Let f(x) be the fractional part of x. I'm asked to find $F(x)=f*f=\int_{0}^{1}f(x-t)f(t)dt$ explicitly and find its Fourier series.
My first idea was to just integrate $frac(x-t)frac(t)$, getting $\frac{frac(x)}{2}-1/3$. However, I know that the Fourier coefficients of F must be the square of the coefficients of the fractional part and hence my result is wrong.

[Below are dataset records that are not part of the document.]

//! Student domain record and the per-day attendance sheet.

use crate::types::{Remark, RollNumber, MAX_DAYS};

/// Per-day presence flags for one student over one month.
///
/// The sheet always carries [`MAX_DAYS`] slots; the store's current
/// `days_in_month` only bounds which slots are reachable through the public
/// operations. Narrowing the month therefore hides flags without erasing
/// them, and widening it again exposes the original values.
#[derive(Debug, Clone, Copy, PartialEq, Eq, Default)]
pub struct AttendanceSheet {
    days: [bool; MAX_DAYS],
}

impl AttendanceSheet {
    /// Fresh sheet with every day absent.
    pub fn new() -> Self {
        Self::default()
    }

    /// Sets the flag for 0-based `day`. Out-of-range writes are ignored
    /// without error.
    pub fn mark(&mut self, day: usize, present: bool) {
        if day < MAX_DAYS {
            self.days[day] = present;
        }
    }

    /// Flag for 0-based `day`; out-of-range reads are absent.
    pub fn is_present(&self, day: usize) -> bool {
        day < MAX_DAYS && self.days[day]
    }

    /// Count of present days among the first `total_days` slots.
    pub fn present_through(&self, total_days: usize) -> usize {
        self.days[..total_days.min(MAX_DAYS)]
            .iter()
            .filter(|p| **p)
            .count()
    }

    /// Packs the sheet into a bitmask, bit `d` set when day `d` is present.
    pub fn to_bits(&self) -> u32 {
        self.days
            .iter()
            .enumerate()
            .fold(0u32, |acc, (d, p)| if *p { acc | 1 << d } else { acc })
    }

    /// Unpacks a bitmask produced by [`AttendanceSheet::to_bits`].
    pub fn from_bits(bits: u32) -> Self {
        let mut sheet = Self::default();
        for (d, slot) in sheet.days.iter_mut().enumerate() {
            *slot = bits & (1 << d) != 0;
        }
        sheet
    }
}

/// Fully materialized, authoritative student record.
#[derive(Debug, Clone, PartialEq, Eq)]
pub struct StudentRecord {
    /// Roll number, unique within the roster.
    pub roll: RollNumber,
    /// Student name, letters and spaces only.
    pub name: String,
    /// Per-day presence flags for the current month.
    pub attendance: AttendanceSheet,
    /// Qualitative remark.
    pub remark: Remark,
}

impl StudentRecord {
    /// New record with an empty sheet and no remark.
    pub fn new(roll: RollNumber, name: String) -> Self {
        Self {
            roll,
            name,
            attendance: AttendanceSheet::new(),
            remark: Remark::None,
        }
    }

    /// Percentage of the first `total_days` days marked present, 0-100.
    ///
    /// Returns 0 when `total_days` is zero so an unset month can never
    /// divide by zero.
    pub fn attendance_percentage(&self, total_days: usize) -> f64 {
        if total_days == 0 {
            return 0.0;
        }
        self.attendance.present_through(total_days) as f64 / total_days as f64 * 100.0
    }
}

#[cfg(test)]
mod tests {
    use super::*;

    #[test]
    fn out_of_range_marks_are_ignored() {
        let mut sheet = AttendanceSheet::new();
        sheet.mark(MAX_DAYS, true);
        sheet.mark(40, true);
        assert_eq!(sheet.to_bits(), 0);
        assert!(!sheet.is_present(MAX_DAYS));
    }

    #[test]
    fn percentage_guards_zero_days() {
        let rec = StudentRecord::new(1, "Asha".to_string());
        assert_eq!(rec.attendance_percentage(0), 0.0);
    }

    #[test]
    fn percentage_counts_only_visible_days() {
        let mut rec = StudentRecord::new(1, "Asha".to_string());
        rec.attendance.mark(0, true);
        rec.attendance.mark(29, true);
        // Day 30 (0-based 29) is outside a 28-day view.
        assert!((rec.attendance_percentage(28) - 100.0 / 28.0).abs() < 1e-9);
        assert!((rec.attendance_percentage(30) - 2.0 / 30.0 * 100.0).abs() < 1e-9);
    }

    #[test]
    fn bitmask_round_trips_every_slot() {
        let mut sheet = AttendanceSheet::new();
        for d in (0..MAX_DAYS).step_by(3) {
            sheet.mark(d, true);
        }
        assert_eq!(AttendanceSheet::from_bits(sheet.to_bits()), sheet);
    }
}
//! Versioned little-endian snapshot file.
//!
//! Layout (format version 1):
//!
//! ```text
//! magic    b"RCAL"
//! version  u16
//! month    u8
//! days     u8
//! capacity u32
//! count    u32
//! count x { roll u32, name_len u32, name utf-8, sheet u32 bitmask, remark u8 }
//! ```
//!
//! Strings are length-prefixed (wide enough for names of any length) and the
//! sheet is a packed bitmask, so the format is independent of in-memory
//! struct layout. All 31 sheet slots are persisted regardless of the current
//! month, preserving flags hidden by a shorter month. Saves go through a
//! sibling temp file and a rename, so an interrupted save never destroys the
//! previous snapshot.

use std::fs;
use std::io::{BufWriter, ErrorKind, Write};
use std::path::{Path, PathBuf};

use log::{debug, info, warn};

use crate::{
    core::store::{RosterSnapshotV1, RosterStore},
    persist::{PersistError, PersistResult, SnapshotSink},
    student::{AttendanceSheet, StudentRecord},
    types::Remark,
};

const MAGIC: [u8; 4] = *b"RCAL";
/// Version number written into every snapshot file.
pub const SNAPSHOT_FORMAT_VERSION: u16 = 1;

/// Flat-file implementation of [`SnapshotSink`].
pub struct SnapshotFile {
    path: PathBuf,
}

impl SnapshotFile {
    /// Sink backed by the file at `path`; nothing is touched until a
    /// save or load.
    pub fn new(path: impl AsRef<Path>) -> Self {
        Self {
            path: path.as_ref().to_path_buf(),
        }
    }

    /// Loads roster state, falling back to a default roster when no usable
    /// file exists. Absent and truncated files are not fatal.
    pub fn load_store(&self) -> PersistResult<RosterStore> {
        match self.load()? {
            Some(snapshot) => Ok(RosterStore::from_snapshot(snapshot)?),
            None => Ok(RosterStore::new()),
        }
    }

    fn write_snapshot(&self, snapshot: &RosterSnapshotV1) -> PersistResult<()> {
        let tmp = self.temp_path();
        {
            let file = fs::File::create(&tmp)?;
            let mut w = BufWriter::new(file);
            w.write_all(&MAGIC)?;
            w.write_all(&SNAPSHOT_FORMAT_VERSION.to_le_bytes())?;
            w.write_all(&[snapshot.month, snapshot.days_in_month])?;
            w.write_all(&snapshot.capacity.to_le_bytes())?;
            w.write_all(&(snapshot.records.len() as u32).to_le_bytes())?;
            for rec in &snapshot.records {
                w.write_all(&rec.roll.to_le_bytes())?;
                let name = rec.name.as_bytes();
                w.write_all(&(name.len() as u32).to_le_bytes())?;
                w.write_all(name)?;
                w.write_all(&rec.attendance.to_bits().to_le_bytes())?;
                w.write_all(&[remark_tag(rec.remark)])?;
            }
            w.flush()?;
        }
        fs::rename(&tmp, &self.path)?;
        debug!(
            "saved {} records for month {} to {}",
            snapshot.records.len(),
            snapshot.month,
            self.path.display()
        );
        Ok(())
    }

    fn temp_path(&self) -> PathBuf {
        let mut name = self
            .path
            .file_name()
            .map(|n| n.to_os_string())
            .unwrap_or_default();
        name.push(".tmp");
        self.path.with_file_name(name)
    }

    fn read_snapshot(&self) -> PersistResult<Option<RosterSnapshotV1>> {
        let buf = match fs::read(&self.path) {
            Ok(buf) => buf,
            Err(err) if err.kind() == ErrorKind::NotFound => {
                info!("no snapshot at {}, starting fresh", self.path.display());
                return Ok(None);
            }
            Err(err) => return Err(err.into()),
        };

        match decode_snapshot(&buf)? {
            Some(snapshot) => {
                debug!(
                    "loaded {} records for month {} from {}",
                    snapshot.records.len(),
                    snapshot.month,
                    self.path.display()
                );
                Ok(Some(snapshot))
            }
            None => {
                warn!(
                    "snapshot at {} is truncated, starting fresh",
                    self.path.display()
                );
                Ok(None)
            }
        }
    }
}

impl SnapshotSink for SnapshotFile {
    fn save(&mut self, snapshot: &RosterSnapshotV1) -> PersistResult<()> {
        self.write_snapshot(snapshot)
    }

    fn load(&self) -> PersistResult<Option<RosterSnapshotV1>> {
        self.read_snapshot()
    }
}

/// Decodes a snapshot payload. `Ok(None)` means the payload ended early;
/// callers treat that the same as an absent file.
fn decode_snapshot(buf: &[u8]) -> PersistResult<Option<RosterSnapshotV1>> {
    let mut r = Reader::new(buf);

    let Some(magic) = r.bytes(4) else {
        return Ok(None);
    };
    if magic != MAGIC {
        return Err(PersistError::Corrupt("bad magic".to_string()));
    }
    let Some(version) = r.u16() else {
        return Ok(None);
    };
    if version != SNAPSHOT_FORMAT_VERSION {
        return Err(PersistError::UnsupportedVersion(version));
    }
    let (Some(month), Some(days), Some(capacity), Some(count)) =
        (r.u8(), r.u8(), r.u32(), r.u32())
    else {
        return Ok(None);
    };

    let mut records = Vec::with_capacity(count.min(1024) as usize);
    for _ in 0..count {
        let (Some(roll), Some(name_len)) = (r.u32(), r.u32()) else {
            return Ok(None);
        };
        let Some(name_bytes) = r.bytes(name_len as usize) else {
            return Ok(None);
        };
        let name = std::str::from_utf8(name_bytes)
            .map_err(|_| PersistError::Corrupt("name is not utf-8".to_string()))?
            .to_string();
        let (Some(bits), Some(tag)) = (r.u32(), r.u8()) else {
            return Ok(None);
        };
        let remark = remark_from_tag(tag)
            .ok_or_else(|| PersistError::Corrupt(format!("unknown remark tag {tag}")))?;
        records.push(StudentRecord {
            roll,
            name,
            attendance: AttendanceSheet::from_bits(bits),
            remark,
        });
    }

    Ok(Some(RosterSnapshotV1 {
        month,
        days_in_month: days,
        capacity,
        records,
    }))
}

fn remark_tag(remark: Remark) -> u8 {
    match remark {
        Remark::None => 0,
        Remark::Poor => 1,
        Remark::Average => 2,
        Remark::Good => 3,
        Remark::Excellent => 4,
    }
}

fn remark_from_tag(tag: u8) -> Option<Remark> {
    match tag {
        0 => Some(Remark::None),
        tag => Remark::from_selector(tag),
    }
}

struct Reader<'a> {
    buf: &'a [u8],
    off: usize,
}

impl<'a> Reader<'a> {
    fn new(buf: &'a [u8]) -> Self {
        Self { buf, off: 0 }
    }

    fn bytes(&mut self, n: usize) -> Option<&'a [u8]> {
        let end = self.off.checked_add(n)?;
        let out = self.buf.get(self.off..end)?;
        self.off = end;
        Some(out)
    }

    fn u8(&mut self) -> Option<u8> {
        self.bytes(1).map(|b| b[0])
    }

    fn u16(&mut self) -> Option<u16> {
        self.bytes(2).map(|b| u16::from_le_bytes([b[0], b[1]]))
    }

    fn u32(&mut self) -> Option<u32> {
        self.bytes(4)
            .map(|b| u32::from_le_bytes([b[0], b[1], b[2], b[3]]))
    }
}

#[cfg(test)]
mod tests {
    use super::*;

    #[test]
    fn truncated_payload_decodes_to_none() {
        let mut buf = Vec::new();
        buf.extend_from_slice(&MAGIC);
        buf.extend_from_slice(&SNAPSHOT_FORMAT_VERSION.to_le_bytes());
        buf.push(5);
        // Cut off before days/count.
        assert!(matches!(decode_snapshot(&buf), Ok(None)));
    }

    #[test]
    fn bad_magic_is_corrupt_not_truncated() {
        let err = decode_snapshot(b"XXXXrest").unwrap_err();
        assert!(matches!(err, PersistError::Corrupt(_)));
    }

    #[test]
    fn future_version_is_rejected() {
        let mut buf = Vec::new();
        buf.extend_from_slice(&MAGIC);
        buf.extend_from_slice(&99u16.to_le_bytes());
        buf.extend_from_slice(&[5, 31, 0, 0, 0, 0]);
        let err = decode_snapshot(&buf).unwrap_err();
        assert!(matches!(err, PersistError::UnsupportedVersion(99)));
    }
}
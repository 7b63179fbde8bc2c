use hashbrown::HashMap;

use crate::{
    student::StudentRecord,
    types::{days_in_month, Day, Month, RollNumber, DEFAULT_MONTH},
};

/// Failure conditions surfaced by roster operations.
#[derive(Debug, Clone, Copy, PartialEq, Eq)]
pub enum StoreError {
    /// The roll number is already taken by another record.
    DuplicateKey(RollNumber),
    /// The roster is at its configured capacity.
    CapacityExceeded,
    /// Name is empty or contains a non-letter, non-space character.
    InvalidName,
    /// No record with this roll number exists.
    NotFound(RollNumber),
    /// Day outside `[1, days_in_month]`.
    InvalidDay(Day),
    /// Month outside `[1, 12]`.
    InvalidMonth(Month),
    /// Remark selector outside `[1, 4]`.
    InvalidRemark(u8),
    /// The operation needs at least one record.
    EmptyStore,
}

impl std::fmt::Display for StoreError {
    fn fmt(&self, f: &mut std::fmt::Formatter<'_>) -> std::fmt::Result {
        match self {
            Self::DuplicateKey(roll) => write!(f, "roll number {roll} already exists"),
            Self::CapacityExceeded => write!(f, "roster capacity reached"),
            Self::InvalidName => write!(f, "name must be non-empty letters and spaces"),
            Self::NotFound(roll) => write!(f, "no student with roll number {roll}"),
            Self::InvalidDay(day) => write!(f, "day {day} outside the current month"),
            Self::InvalidMonth(month) => write!(f, "month {month} outside 1-12"),
            Self::InvalidRemark(sel) => write!(f, "remark selector {sel} outside 1-4"),
            Self::EmptyStore => write!(f, "roster has no students"),
        }
    }
}

impl std::error::Error for StoreError {}

/// Construction-time knobs for [`RosterStore`].
#[derive(Debug, Clone, Copy, PartialEq, Eq)]
pub struct StoreConfig {
    /// Maximum number of records the roster accepts.
    pub capacity: usize,
    /// Starting month, 1-12.
    pub month: Month,
}

impl Default for StoreConfig {
    fn default() -> Self {
        Self {
            capacity: 100,
            month: DEFAULT_MONTH,
        }
    }
}

/// Portable image of the full roster state, exchanged with persistence.
#[derive(Debug, Clone, PartialEq, Eq)]
pub struct RosterSnapshotV1 {
    /// Month the roster was tracking.
    pub month: Month,
    /// Derived day count, stored for format parity and re-derived on import.
    pub days_in_month: u8,
    /// Configured record ceiling, so a reload restores the same limit.
    pub capacity: u32,
    /// Records in canonical order.
    pub records: Vec<StudentRecord>,
}

/// In-memory roster of student records keyed by roll number.
///
/// Canonical order is insertion order until one of the sort operations in
/// [`crate::core::query`] reorders it. Every failed operation leaves the
/// roster unchanged.
#[derive(Debug)]
pub struct RosterStore {
    records: Vec<StudentRecord>,
    pos: HashMap<RollNumber, usize>,
    capacity: usize,
    month: Month,
    days: u8,
}

impl Default for RosterStore {
    fn default() -> Self {
        Self::new()
    }
}

impl RosterStore {
    /// Empty roster with [`StoreConfig::default`].
    pub fn new() -> Self {
        Self::with_config(StoreConfig::default())
    }

    /// Empty roster with explicit capacity and starting month.
    ///
    /// An out-of-range starting month falls back to [`DEFAULT_MONTH`].
    pub fn with_config(config: StoreConfig) -> Self {
        let month = if (1..=12).contains(&config.month) {
            config.month
        } else {
            DEFAULT_MONTH
        };
        Self {
            records: Vec::new(),
            pos: HashMap::new(),
            capacity: config.capacity,
            month,
            days: days_in_month(month),
        }
    }

    /// Rebuilds a roster from a persisted snapshot, restoring the month and
    /// the configured capacity it was saved with.
    ///
    /// Rejects snapshots that violate store invariants (duplicate rolls,
    /// month out of range, more records than the snapshot's own capacity);
    /// such payloads only arise from corrupt files.
    pub fn from_snapshot(snapshot: RosterSnapshotV1) -> Result<Self, StoreError> {
        if !(1..=12).contains(&snapshot.month) {
            return Err(StoreError::InvalidMonth(snapshot.month));
        }
        let mut store = Self::with_config(StoreConfig {
            month: snapshot.month,
            capacity: snapshot.capacity as usize,
        });
        if snapshot.records.len() > store.capacity {
            return Err(StoreError::CapacityExceeded);
        }
        for rec in snapshot.records {
            if store.pos.contains_key(&rec.roll) {
                return Err(StoreError::DuplicateKey(rec.roll));
            }
            store.pos.insert(rec.roll, store.records.len());
            store.records.push(rec);
        }
        Ok(store)
    }

    /// Full roster state for persistence.
    pub fn export_snapshot(&self) -> RosterSnapshotV1 {
        RosterSnapshotV1 {
            month: self.month,
            days_in_month: self.days,
            capacity: u32::try_from(self.capacity).unwrap_or(u32::MAX),
            records: self.records.clone(),
        }
    }

    /// Appends a new record with an empty sheet and no remark.
    pub fn add_record(&mut self, roll: RollNumber, name: &str) -> Result<(), StoreError> {
        if self.pos.contains_key(&roll) {
            return Err(StoreError::DuplicateKey(roll));
        }
        if self.records.len() >= self.capacity {
            return Err(StoreError::CapacityExceeded);
        }
        if !is_valid_name(name) {
            return Err(StoreError::InvalidName);
        }
        self.pos.insert(roll, self.records.len());
        self.records.push(StudentRecord::new(roll, name.to_string()));
        Ok(())
    }

    /// Overwrites the presence flag for a 1-based `day`. Re-marking the same
    /// state is a no-op.
    pub fn mark_attendance(
        &mut self,
        roll: RollNumber,
        day: Day,
        present: bool,
    ) -> Result<(), StoreError> {
        let idx = self.index_of(roll)?;
        if day < 1 || day > self.days {
            return Err(StoreError::InvalidDay(day));
        }
        self.records[idx].attendance.mark(usize::from(day) - 1, present);
        Ok(())
    }

    /// Replaces a student's name after validation.
    pub fn update_name(&mut self, roll: RollNumber, name: &str) -> Result<(), StoreError> {
        let idx = self.index_of(roll)?;
        if !is_valid_name(name) {
            return Err(StoreError::InvalidName);
        }
        self.records[idx].name = name.to_string();
        Ok(())
    }

    /// Re-keys a record. Re-assigning a record its own roll is allowed;
    /// colliding with a different record is not.
    pub fn update_roll_number(
        &mut self,
        old: RollNumber,
        new: RollNumber,
    ) -> Result<(), StoreError> {
        let idx = self.index_of(old)?;
        if new != old && self.pos.contains_key(&new) {
            return Err(StoreError::DuplicateKey(new));
        }
        self.pos.remove(&old);
        self.pos.insert(new, idx);
        self.records[idx].roll = new;
        Ok(())
    }

    /// Sets a remark through the 1-4 menu selector.
    pub fn update_remark(&mut self, roll: RollNumber, selector: u8) -> Result<(), StoreError> {
        let idx = self.index_of(roll)?;
        let remark = crate::types::Remark::from_selector(selector)
            .ok_or(StoreError::InvalidRemark(selector))?;
        self.records[idx].remark = remark;
        Ok(())
    }

    /// Removes a record, shifting survivors left so relative order holds.
    pub fn delete_record(&mut self, roll: RollNumber) -> Result<(), StoreError> {
        let idx = self.index_of(roll)?;
        self.records.remove(idx);
        self.pos.remove(&roll);
        for rec in &self.records[idx..] {
            if let Some(p) = self.pos.get_mut(&rec.roll) {
                *p -= 1;
            }
        }
        Ok(())
    }

    /// Looks up the record with this roll number.
    pub fn find_by_roll(&self, roll: RollNumber) -> Result<&StudentRecord, StoreError> {
        self.index_of(roll).map(|idx| &self.records[idx])
    }

    /// All records in canonical order.
    pub fn list_all(&self) -> &[StudentRecord] {
        &self.records
    }

    /// Switches the tracked month and re-derives its day count.
    ///
    /// Attendance flags beyond the new day count become unreachable but are
    /// not erased; switching back to a longer month exposes them again.
    pub fn set_month(&mut self, month: Month) -> Result<(), StoreError> {
        if !(1..=12).contains(&month) {
            return Err(StoreError::InvalidMonth(month));
        }
        self.month = month;
        self.days = days_in_month(month);
        Ok(())
    }

    /// Currently tracked month, 1-12.
    pub fn month(&self) -> Month {
        self.month
    }

    /// Day count of the tracked month.
    pub fn days_in_month(&self) -> u8 {
        self.days
    }

    /// Configured record ceiling.
    pub fn capacity(&self) -> usize {
        self.capacity
    }

    /// Number of live records.
    pub fn len(&self) -> usize {
        self.records.len()
    }

    /// True when no records exist.
    pub fn is_empty(&self) -> bool {
        self.records.is_empty()
    }

    pub(crate) fn index_of(&self, roll: RollNumber) -> Result<usize, StoreError> {
        self.pos.get(&roll).copied().ok_or(StoreError::NotFound(roll))
    }

    pub(crate) fn records_mut(&mut self) -> &mut Vec<StudentRecord> {
        &mut self.records
    }

    pub(crate) fn rebuild_positions(&mut self) {
        self.pos.clear();
        for (idx, rec) in self.records.iter().enumerate() {
            self.pos.insert(rec.roll, idx);
        }
    }
}

fn is_valid_name(name: &str) -> bool {
    !name.is_empty() && name.chars().all(|c| c.is_alphabetic() || c == ' ')
}
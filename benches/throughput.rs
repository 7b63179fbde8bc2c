use criterion::{criterion_group, criterion_main, BenchmarkId, Criterion};

use rollcall::core::store::{RosterStore, StoreConfig};

fn big_config() -> StoreConfig {
    StoreConfig {
        capacity: 100_000,
        ..StoreConfig::default()
    }
}

fn filled_store(n: u32) -> RosterStore {
    let mut store = RosterStore::with_config(big_config());
    for roll in 1..=n {
        store.add_record(roll, "Asha").expect("add");
        for day in 1..=u8::try_from(roll % 31).unwrap() {
            store.mark_attendance(roll, day, true).expect("mark");
        }
    }
    store
}

fn bench_adds(c: &mut Criterion) {
    c.bench_function("store_add_50k", |b| {
        b.iter(|| {
            let mut store = RosterStore::with_config(big_config());
            for roll in 1..=50_000u32 {
                store.add_record(roll, "Asha").expect("add");
            }
        });
    });
}

fn bench_marks(c: &mut Criterion) {
    c.bench_function("store_mark_10k", |b| {
        b.iter(|| {
            let mut store = filled_store(10_000);
            for roll in 1..=10_000u32 {
                store.mark_attendance(roll, 15, true).expect("mark");
            }
        });
    });
}

fn bench_day_report(c: &mut Criterion) {
    let mut group = c.benchmark_group("day_report");
    for n in [100u32, 1_000, 10_000] {
        let store = filled_store(n);
        group.bench_with_input(BenchmarkId::from_parameter(n), &n, |b, _| {
            b.iter(|| {
                let _ = store.attendance_for_day(15).expect("report");
                let _ = store.average_attendance().expect("average");
            });
        });
    }
    group.finish();
}

criterion_group!(benches, bench_adds, bench_marks, bench_day_report);
criterion_main!(benches);
use crate::{
    core::store::{RosterStore, StoreError},
    student::StudentRecord,
    types::{Day, RollNumber, ThresholdMode},
};

/// One student's status within a [`DayReport`].
#[derive(Debug, Clone, PartialEq)]
pub struct DayEntry {
    /// Roll number of the student.
    pub roll: RollNumber,
    /// Student name at report time.
    pub name: String,
    /// True when marked present on the reported day.
    pub present: bool,
}

/// Roster-wide view of a single day.
#[derive(Debug, Clone, PartialEq)]
pub struct DayReport {
    /// 1-based day the report covers.
    pub day: Day,
    /// Per-student status in canonical order.
    pub entries: Vec<DayEntry>,
    /// Number of students marked present.
    pub present_count: usize,
    /// Present students over roster size, 0-100; 0 for an empty roster.
    pub percentage: f64,
}

/// Records with the highest and lowest attendance percentage.
#[derive(Debug, Clone, PartialEq)]
pub struct AttendanceExtremes {
    /// First record attaining the maximum percentage.
    pub max: StudentRecord,
    /// Maximum percentage.
    pub max_percentage: f64,
    /// First record attaining the minimum percentage.
    pub min: StudentRecord,
    /// Minimum percentage.
    pub min_percentage: f64,
}

impl RosterStore {
    /// Present/absent status of every student on a 1-based `day`, with the
    /// roster-wide present count and percentage.
    ///
    /// An empty roster is not an error here; the percentage is defined as
    /// zero rather than dividing by zero.
    pub fn attendance_for_day(&self, day: Day) -> Result<DayReport, StoreError> {
        if day < 1 || day > self.days_in_month() {
            return Err(StoreError::InvalidDay(day));
        }
        let entries: Vec<DayEntry> = self
            .list_all()
            .iter()
            .map(|rec| DayEntry {
                roll: rec.roll,
                name: rec.name.clone(),
                present: rec.attendance.is_present(usize::from(day) - 1),
            })
            .collect();
        let present_count = entries.iter().filter(|e| e.present).count();
        let percentage = if entries.is_empty() {
            0.0
        } else {
            present_count as f64 / entries.len() as f64 * 100.0
        };
        Ok(DayReport {
            day,
            entries,
            present_count,
            percentage,
        })
    }

    /// Mean of per-record attendance percentages over the current month.
    pub fn average_attendance(&self) -> Result<f64, StoreError> {
        if self.is_empty() {
            return Err(StoreError::EmptyStore);
        }
        let days = usize::from(self.days_in_month());
        let total: f64 = self
            .list_all()
            .iter()
            .map(|rec| rec.attendance_percentage(days))
            .sum();
        Ok(total / self.len() as f64)
    }

    /// Records with the maximum and minimum attendance percentage.
    ///
    /// Single forward pass; the running extreme is replaced only on a
    /// strictly greater (or strictly lesser) percentage, so the first
    /// occurrence wins every tie.
    pub fn extreme_attendance(&self) -> Result<AttendanceExtremes, StoreError> {
        let days = usize::from(self.days_in_month());
        let mut iter = self.list_all().iter();
        let first = iter.next().ok_or(StoreError::EmptyStore)?;
        let first_pct = first.attendance_percentage(days);

        let mut max = first;
        let mut max_pct = first_pct;
        let mut min = first;
        let mut min_pct = first_pct;
        for rec in iter {
            let pct = rec.attendance_percentage(days);
            if pct > max_pct {
                max = rec;
                max_pct = pct;
            }
            if pct < min_pct {
                min = rec;
                min_pct = pct;
            }
        }
        Ok(AttendanceExtremes {
            max: max.clone(),
            max_percentage: max_pct,
            min: min.clone(),
            min_percentage: min_pct,
        })
    }

    /// Records whose percentage is strictly above or below `threshold`,
    /// in canonical order. An empty result is a valid outcome.
    pub fn filter_by_threshold(
        &self,
        threshold: f64,
        mode: ThresholdMode,
    ) -> Vec<&StudentRecord> {
        let days = usize::from(self.days_in_month());
        self.list_all()
            .iter()
            .filter(|rec| {
                let pct = rec.attendance_percentage(days);
                match mode {
                    ThresholdMode::Above => pct > threshold,
                    ThresholdMode::Below => pct < threshold,
                }
            })
            .collect()
    }

    /// Records whose percentage lies in `[min, max]` inclusive, in
    /// canonical order.
    pub fn filter_by_range(&self, min: f64, max: f64) -> Vec<&StudentRecord> {
        let days = usize::from(self.days_in_month());
        self.list_all()
            .iter()
            .filter(|rec| {
                let pct = rec.attendance_percentage(days);
                pct >= min && pct <= max
            })
            .collect()
    }

    /// Reorders the canonical order by descending attendance percentage.
    /// Stable, so equal percentages keep their pre-sort order.
    pub fn sort_by_attendance_desc(&mut self) {
        let days = usize::from(self.days_in_month());
        self.records_mut().sort_by(|a, b| {
            b.attendance_percentage(days)
                .total_cmp(&a.attendance_percentage(days))
        });
        self.rebuild_positions();
    }

    /// Reorders the canonical order by lexicographic name, ascending.
    pub fn sort_by_name(&mut self) {
        self.records_mut().sort_by(|a, b| a.name.cmp(&b.name));
        self.rebuild_positions();
    }

    /// Reorders the canonical order by roll number, ascending.
    pub fn sort_by_roll(&mut self) {
        self.records_mut().sort_by_key(|rec| rec.roll);
        self.rebuild_positions();
    }
}
//! Wire shape of the provider's forecast response.
//!
//! Every field is optional; the mapper decides what is required.

use serde::{Deserialize, Serialize};

#[derive(Debug, Clone, Default, PartialEq, Serialize, Deserialize)]
#[serde(rename_all = "camelCase")]
pub struct RawForecast {
    pub latitude: Option<f64>,
    pub longitude: Option<f64>,
    /// IANA timezone id of the requested location.
    pub timezone: Option<String>,
    pub currently: Option<RawDataPoint>,
    pub hourly: Option<RawDataBlock>,
    pub daily: Option<RawDataBlock>,
}

#[derive(Debug, Clone, Default, PartialEq, Serialize, Deserialize)]
pub struct RawDataBlock {
    pub summary: Option<String>,
    pub icon: Option<String>,
    #[serde(default)]
    pub data: Vec<RawDataPoint>,
}

#[derive(Debug, Clone, Default, PartialEq, Serialize, Deserialize)]
#[serde(rename_all = "camelCase")]
pub struct RawDataPoint {
    /// Unix seconds.
    pub time: Option<i64>,
    pub icon: Option<String>,
    pub summary: Option<String>,
    pub temperature: Option<f64>,
    pub apparent_temperature: Option<f64>,
    pub temperature_low: Option<f64>,
    pub temperature_high: Option<f64>,
    pub humidity: Option<f64>,
    pub pressure: Option<f64>,
    pub precip_probability: Option<f64>,
}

Thinking about how (x-t) can be negative, my next attempt was to split the integral (with no success).
So how should I proceed?
By the Fourier series of the sawtooth wave we have $$\{x\}=\frac{1}{2}-\frac{1}{\pi}\sum_{k\geq 1}\frac{\sin(2\pi k x)}{k}$$ uniformly over any compact subset of $\mathbb{R}\setminus\mathbb{Z}$. For $x\in(0,1)$
$$ \int_{0}^{1}\{x-t\}\{t\}\,dt = \int_{0}^{x}(x-t)t\,dt +\int_{x}^{1}(1+x-t)t\,dt = \frac{1}{6}+\frac{x}{2}-\frac{x^2}{2} $$ and $$F(x)=\frac{1}{4}-\frac{1}{2\pi^2}\sum_{k\geq 1}\frac{\cos(2\pi k x)}{k^2}.$$